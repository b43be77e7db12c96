//! Text measurement surface.
//!
//! The overflow spanner needs rendered text widths but has no font
//! rasterizer of its own. Hosts plug one in through [`TextMeasurer`];
//! [`CachedMeasurer`] memoizes results with an insertion-order LRU, since the
//! same strings are measured on every batch that touches their row.

use std::collections::{HashMap, VecDeque};

use crate::config::GridConfig;
use crate::types::CellAttributes;

/// Font used to render a cell's text.
#[derive(Debug, Clone, PartialEq)]
pub struct FontDescriptor {
    pub family: String,
    /// Size in pixels
    pub size: f32,
    pub bold: bool,
    pub italic: bool,
}

impl FontDescriptor {
    /// Font for a cell, falling back to the configured defaults.
    pub fn from_attributes(attributes: &CellAttributes, config: &GridConfig) -> Self {
        Self {
            family: attributes
                .font_family
                .clone()
                .unwrap_or_else(|| config.default_font_family.clone()),
            size: attributes.font_size.unwrap_or(config.default_font_size),
            bold: attributes.bold.unwrap_or(false),
            italic: attributes.italic.unwrap_or(false),
        }
    }

    /// CSS font shorthand, e.g. `"italic bold 11px Arial"`.
    pub fn css(&self) -> String {
        let mut s = String::new();
        if self.italic {
            s.push_str("italic ");
        }
        if self.bold {
            s.push_str("bold ");
        }
        s.push_str(&format!("{}px {}", self.size, self.family));
        s
    }
}

/// Returns the rendered width of `text` in pixels.
pub trait TextMeasurer {
    fn measure(&mut self, font: &FontDescriptor, text: &str) -> f32;
}

impl<T: TextMeasurer + ?Sized> TextMeasurer for Box<T> {
    fn measure(&mut self, font: &FontDescriptor, text: &str) -> f32 {
        (**self).measure(font, text)
    }
}

/// Fixed-advance measurer: every character is `size * advance` wide.
///
/// Deterministic, so headless hosts and tests get stable overflow spans.
#[derive(Debug, Clone, Copy)]
pub struct MonospaceMeasurer {
    /// Character advance as a fraction of the font size
    pub advance: f32,
}

impl Default for MonospaceMeasurer {
    fn default() -> Self {
        Self { advance: 0.6 }
    }
}

impl TextMeasurer for MonospaceMeasurer {
    fn measure(&mut self, font: &FontDescriptor, text: &str) -> f32 {
        let chars = u16::try_from(text.chars().count()).unwrap_or(u16::MAX);
        f32::from(chars) * font.size * self.advance
    }
}

/// Memoizing wrapper around another measurer.
///
/// Entries are evicted oldest-first once `capacity` is exceeded; lookups do
/// not promote. A capacity of 0 disables caching.
pub struct CachedMeasurer<M> {
    inner: M,
    widths: HashMap<(String, String), f32>,
    order: VecDeque<(String, String)>,
    capacity: usize,
    hits: u64,
    misses: u64,
}

impl<M: TextMeasurer> CachedMeasurer<M> {
    pub fn new(inner: M, capacity: usize) -> Self {
        Self {
            inner,
            widths: HashMap::new(),
            order: VecDeque::new(),
            capacity,
            hits: 0,
            misses: 0,
        }
    }

    pub fn len(&self) -> usize {
        self.widths.len()
    }

    pub fn is_empty(&self) -> bool {
        self.widths.is_empty()
    }

    /// `(hits, misses)` since creation or the last [`clear`](Self::clear).
    pub fn stats(&self) -> (u64, u64) {
        (self.hits, self.misses)
    }

    pub fn clear(&mut self) {
        self.widths.clear();
        self.order.clear();
        self.hits = 0;
        self.misses = 0;
    }

    pub fn inner(&self) -> &M {
        &self.inner
    }

    fn remember(&mut self, key: (String, String), width: f32) {
        if self.capacity == 0 || self.widths.contains_key(&key) {
            return;
        }
        self.widths.insert(key.clone(), width);
        self.order.push_back(key);
        while self.widths.len() > self.capacity {
            match self.order.pop_front() {
                Some(oldest) => {
                    self.widths.remove(&oldest);
                }
                None => break,
            }
        }
    }
}

impl<M: TextMeasurer> TextMeasurer for CachedMeasurer<M> {
    fn measure(&mut self, font: &FontDescriptor, text: &str) -> f32 {
        let key = (font.css(), text.to_string());
        if let Some(&width) = self.widths.get(&key) {
            self.hits += 1;
            return width;
        }
        self.misses += 1;
        let width = self.inner.measure(font, text);
        self.remember(key, width);
        width
    }
}
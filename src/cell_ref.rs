//! Utilities for A1-style cell references.
//!
//! Used for display and diagnostics only; the update stream always carries
//! numeric addresses.

/// Column label for a 0-indexed column: 0 -> "A", 25 -> "Z", 26 -> "AA".
pub fn column_label(col: u32) -> String {
    let mut n = u64::from(col) + 1;
    let mut label = Vec::new();
    while n > 0 {
        let rem = (n - 1) % 26;
        // rem < 26, fits in u8
        label.push(b'A' + u8::try_from(rem).unwrap_or(0));
        n = (n - 1) / 26;
    }
    label.reverse();
    String::from_utf8(label).unwrap_or_default()
}

/// Format a 0-indexed `(row, col)` as "A1".
pub fn format_cell_ref(row: u32, col: u32) -> String {
    format!("{}{}", column_label(col), u64::from(row) + 1)
}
============
◆ **YOUR ASSIGNMENT**:
Scan the data, and report each line that uses the word "chars".

◆ **OUTPUT FOR THIS EXERCISE**:
        let chars = u16::try_from(text.chars().count()).unwrap_or(u16::MAX);
        f32::from(chars) * font.size * self.advance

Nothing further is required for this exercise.